Superintendent Meyers and I decided that the best training for the board members would be for them to assume the role of observer and evaluator of a teacher’s in-class performance. Using video of a volunteer teacher from another school district I asked the board members to view and judge the teacher’s performance using two different tools. The first process required them to make a summary judgment (giving the teacher a grade) for the instruction they observed using a rating scale of 1 (low score) – 5 (high score) and then to describe salient characteristics of the teaching that caused them to make their judgment. The superintendent participated in the exercise but spoke last in the rating and discussion activities to minimize his impact on the judgment of board members. The ratings of the school board’s five members varied by 3 points on the scale (a low of 3 to several members rating it a 5). The superintendent’s assigned rating of 2 broadened the range further.

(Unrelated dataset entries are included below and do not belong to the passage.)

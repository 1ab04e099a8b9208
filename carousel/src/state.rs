use crate::Px;

/// Disabled state of the prev/next controls.
///
/// With infinite looping both flags stay `false`.
#[derive(Clone, Copy, Debug, Default, PartialEq, Eq)]
#[cfg_attr(feature = "serde", derive(serde::Serialize, serde::Deserialize))]
pub struct Controls {
    pub no_more_prev: bool,
    pub no_more_next: bool,
}

/// A lightweight, serializable snapshot of the carousel position.
///
/// With `feature = "serde"`, this type implements `Serialize`/`Deserialize`.
#[derive(Clone, Copy, Debug, Default, PartialEq, Eq)]
#[cfg_attr(feature = "serde", derive(serde::Serialize, serde::Deserialize))]
pub struct CarouselState {
    /// Padded index (see [`crate::Carousel::return_index`] for the logical one).
    pub index: usize,
    pub offset: Px,
    pub controls: Controls,
}
//! Gravatar lookups against a mock avatar service.
//!
//! The checker uses the blocking reqwest client, which must not run or be
//! dropped on an async worker, so every checker lives inside `spawn_blocking`.

use newsdesk_excerpt::gravatar::{gravatar_hash, GravatarChecker};
use newsdesk_excerpt::ExcerptError;
use wiremock::matchers::{method, path, query_param};
use wiremock::{Mock, MockServer, ResponseTemplate};

const EMAIL: &str = "Ann@News.Example";

fn avatar_path(email: &str) -> String {
    format!("/avatar/{}", gravatar_hash(email))
}

#[tokio::test(flavor = "multi_thread")]
async fn test_existing_gravatar_is_cached() {
    let mock_server = MockServer::start().await;

    Mock::given(method("HEAD"))
        .and(path(avatar_path(EMAIL)))
        .and(query_param("d", "404"))
        .respond_with(ResponseTemplate::new(200))
        .expect(1)
        .mount(&mock_server)
        .await;

    let base_url = mock_server.uri();
    let (first, second, cache_len) = tokio::task::spawn_blocking(move || {
        let checker = GravatarChecker::with_base_url(base_url).expect("client creation");
        let first = checker.has_gravatar(EMAIL).expect("first lookup");
        // Same address, different spelling: served from the cache
        let second = checker.has_gravatar("  ann@news.example").expect("second lookup");
        (first, second, checker.cache_len())
    })
    .await
    .expect("blocking task");

    assert!(first);
    assert!(second);
    assert_eq!(cache_len, 1);
}

#[tokio::test(flavor = "multi_thread")]
async fn test_missing_gravatar_is_false_and_cached() {
    let mock_server = MockServer::start().await;

    Mock::given(method("HEAD"))
        .and(path(avatar_path(EMAIL)))
        .respond_with(ResponseTemplate::new(404))
        .expect(1)
        .mount(&mock_server)
        .await;

    let base_url = mock_server.uri();
    let (found, cached) = tokio::task::spawn_blocking(move || {
        let checker = GravatarChecker::with_base_url(base_url).expect("client creation");
        let found = checker.has_gravatar(EMAIL).expect("lookup");
        (found, checker.cached(EMAIL))
    })
    .await
    .expect("blocking task");

    assert!(!found);
    assert_eq!(cached, Some(false));
}

#[tokio::test(flavor = "multi_thread")]
async fn test_server_errors_are_retried_and_not_cached() {
    let mock_server = MockServer::start().await;

    Mock::given(method("HEAD"))
        .respond_with(ResponseTemplate::new(503))
        .mount(&mock_server)
        .await;

    let base_url = mock_server.uri();
    let (result, cache_len) = tokio::task::spawn_blocking(move || {
        let checker = GravatarChecker::with_base_url(base_url).expect("client creation");
        let result = checker.has_gravatar(EMAIL);
        (result, checker.cache_len())
    })
    .await
    .expect("blocking task");

    let err = result.expect_err("503 should fail the lookup");
    match err {
        ExcerptError::GravatarLookup { hash, source } => {
            assert_eq!(hash, gravatar_hash(EMAIL));
            assert!(matches!(
                *source,
                ExcerptError::RetriesExhausted { attempts: 3, .. }
            ));
        }
        other => panic!("unexpected error: {other}"),
    }
    assert_eq!(cache_len, 0);

    let requests = mock_server.received_requests().await.expect("recording enabled");
    assert_eq!(requests.len(), 3);
}

#[tokio::test(flavor = "multi_thread")]
async fn test_only_200_counts_as_a_gravatar() {
    let mock_server = MockServer::start().await;

    Mock::given(method("HEAD"))
        .respond_with(ResponseTemplate::new(204))
        .mount(&mock_server)
        .await;

    let base_url = mock_server.uri();
    let found = tokio::task::spawn_blocking(move || {
        let checker = GravatarChecker::with_base_url(base_url).expect("client creation");
        checker.has_gravatar(EMAIL).expect("lookup")
    })
    .await
    .expect("blocking task");

    assert!(!found);
}
//! Abbreviation-aware sentence splitting.
//!
//! A sentence ends at a run of whitespace that follows `.`, `!` or `?`
//! (optionally followed by one closing quote), unless the text just before
//! the whitespace ends in a known abbreviation, a personal-name initial
//! ("W.") or a two-letter abbreviation ("O.H.").

use crate::markup::clean_text;

/// Titles and abbreviations whose trailing period never ends a sentence.
///
/// Matched case-insensitively, and only as whole words.
pub const TITLE_ABBREVIATIONS: &[&str] = &[
    "Mr.", "Mrs.", "Ms.", "Jr.", "Dr.", "Prof.", "Sr.", "Rep.", "Sen.", "Gov.", "Pres.", "U.S.",
    "Rev.", "Gen.", "Capt.", "Lt.", "Cpl.", "Inc.",
];

fn is_terminal(c: char) -> bool {
    matches!(c, '.' | '!' | '?')
}

fn is_closing_quote(c: char) -> bool {
    matches!(c, '"' | '\'' | '\u{2019}' | '\u{201d}' | '\u{00bb}')
}

fn leading_whitespace_len(text: &str) -> usize {
    text.find(|c: char| !c.is_whitespace()).unwrap_or(text.len())
}

/// Check whether `prefix` (text up to a candidate boundary) ends in an
/// abbreviation rather than the end of a sentence.
///
/// # Examples
/// ```
/// use newsdesk_excerpt::sentences::ends_with_abbreviation;
///
/// assert!(ends_with_abbreviation("Ask Dr."));
/// assert!(ends_with_abbreviation("George W."));
/// assert!(ends_with_abbreviation("Columbus, O.H."));
/// assert!(!ends_with_abbreviation("Went home."));
/// ```
pub fn ends_with_abbreviation(prefix: &str) -> bool {
    if !prefix.ends_with('.') {
        return false;
    }
    ends_with_title(prefix) || ends_with_initial(prefix) || ends_with_two_letter(prefix)
}

fn ends_with_title(prefix: &str) -> bool {
    TITLE_ABBREVIATIONS.iter().any(|title| {
        let Some(start) = prefix.len().checked_sub(title.len()) else {
            return false;
        };
        let Some(tail) = prefix.get(start..) else {
            return false;
        };
        tail.eq_ignore_ascii_case(title)
            && prefix[..start]
                .chars()
                .next_back()
                .is_none_or(|c| !c.is_alphanumeric())
    })
}

/// Whitespace, one capital letter, period.
fn ends_with_initial(prefix: &str) -> bool {
    let mut rev = prefix.chars().rev();
    matches!(
        (rev.next(), rev.next(), rev.next()),
        (Some('.'), Some(letter), Some(space)) if letter.is_uppercase() && space.is_whitespace()
    )
}

/// Capital, period, capital, period.
fn ends_with_two_letter(prefix: &str) -> bool {
    let mut rev = prefix.chars().rev();
    matches!(
        (rev.next(), rev.next(), rev.next(), rev.next()),
        (Some('.'), Some(second), Some('.'), Some(first))
            if first.is_uppercase() && second.is_uppercase()
    )
}

/// Iterator over the sentences of already-clean text.
///
/// Yields trimmed, non-empty slices of the input in order.
#[derive(Debug, Clone)]
pub struct Sentences<'a> {
    text: &'a str,
    start: usize,
    scan: usize,
}

impl<'a> Sentences<'a> {
    /// Start iterating over `text`.
    pub fn new(text: &'a str) -> Self {
        Self {
            text,
            start: 0,
            scan: 0,
        }
    }

    /// Find the next accepted boundary at or after the scan position.
    ///
    /// Returns `(sentence_end, next_sentence_start)`.
    fn next_boundary(&mut self) -> Option<(usize, usize)> {
        let text = self.text;
        let scan = self.scan;
        let mut chars = text[scan..]
            .char_indices()
            .map(|(i, c)| (i + scan, c))
            .peekable();

        while let Some((i, c)) = chars.next() {
            if !is_terminal(c) {
                continue;
            }
            let mut end = i + c.len_utf8();
            if let Some(&(_, quote)) = chars.peek() {
                if is_closing_quote(quote) {
                    end += quote.len_utf8();
                }
            }

            let gap = leading_whitespace_len(&text[end..]);
            if gap == 0 || ends_with_abbreviation(&text[..end]) {
                continue;
            }
            return Some((end, end + gap));
        }

        self.scan = text.len();
        None
    }
}

impl<'a> Iterator for Sentences<'a> {
    type Item = &'a str;

    fn next(&mut self) -> Option<&'a str> {
        while self.start < self.text.len() {
            let sentence = match self.next_boundary() {
                Some((end, resume)) => {
                    let sentence = &self.text[self.start..end];
                    self.start = resume;
                    self.scan = resume;
                    sentence
                }
                None => {
                    let rest = &self.text[self.start..];
                    self.start = self.text.len();
                    rest
                }
            };

            let sentence = sentence.trim();
            if !sentence.is_empty() {
                return Some(sentence);
            }
        }
        None
    }
}

/// Split clean text (no markup) into sentences.
///
/// # Examples
/// ```
/// use newsdesk_excerpt::sentences::split_sentences;
///
/// assert_eq!(
///     split_sentences("Mr. Lee won. Fans cheered!"),
///     vec!["Mr. Lee won.", "Fans cheered!"]
/// );
/// ```
pub fn split_sentences(text: &str) -> Vec<&str> {
    Sentences::new(text).collect()
}

/// Keep the first `max_sentences` sentences of clean text, joined by one space.
pub fn take_sentences(text: &str, max_sentences: usize) -> String {
    if max_sentences == 0 {
        return String::new();
    }
    Sentences::new(text)
        .take(max_sentences)
        .collect::<Vec<_>>()
        .join(" ")
}

/// Trim raw content to its first `max_sentences` sentences.
///
/// Markup tags and registered shortcodes are removed before splitting. Never fails:
/// malformed markup or unbalanced quotes are treated as literal text.
///
/// # Examples
/// ```
/// use newsdesk_excerpt::trim_to_sentences;
///
/// assert_eq!(
///     trim_to_sentences("Dr. Smith went home. He was tired.", 1),
///     "Dr. Smith went home."
/// );
/// assert_eq!(trim_to_sentences("<p>Hello world.</p> More text.", 1), "Hello world.");
/// assert_eq!(trim_to_sentences("Anything.", 0), "");
/// ```
pub fn trim_to_sentences(input: &str, max_sentences: usize) -> String {
    if max_sentences == 0 || input.is_empty() {
        return String::new();
    }
    take_sentences(&clean_text(input), max_sentences)
}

The discussion that followed the rating exercise was rich and enthusiastic, and often perplexing, as board members and the superintendent probed each other’s thinking. Board member awareness of the potential for problems in the face of such variation among the observers was increased dramatically. A subsequent reassessment of the teaching performance after our discussion period saw each of the raters move to a score of 3, the midpoint of the scale.

After a second debriefing of their collective judgment/ratings about the instruction, the board was asked to reevaluate the teaching segment by applying the school’s new teacher performance rubric. That rubric correlated likely teaching behaviors into state-aligned performance standards, descriptive indicators, and four possible levels (judgments) of teacher adherence to performance levels.

While the time available to us did not allow completed discussion of each teaching standard, their associated indicators, and performance levels, a significant learning moment happened for board members as they began to realize the power and complexities of making claims about teaching performance using evidence gathered in the observation process, followed by making judgments according to the indicators of teaching practice contained in the rubric. As we wrapped up the training session, board members were animated about their “ah-hah” moments, expressing a new appreciation for the complexities of teacher performance, and how difficult the process is to evaluate such performances with fairness and accuracy. The meeting closed with all board members enthusiastically requesting to revisit this topic several more times in the coming year.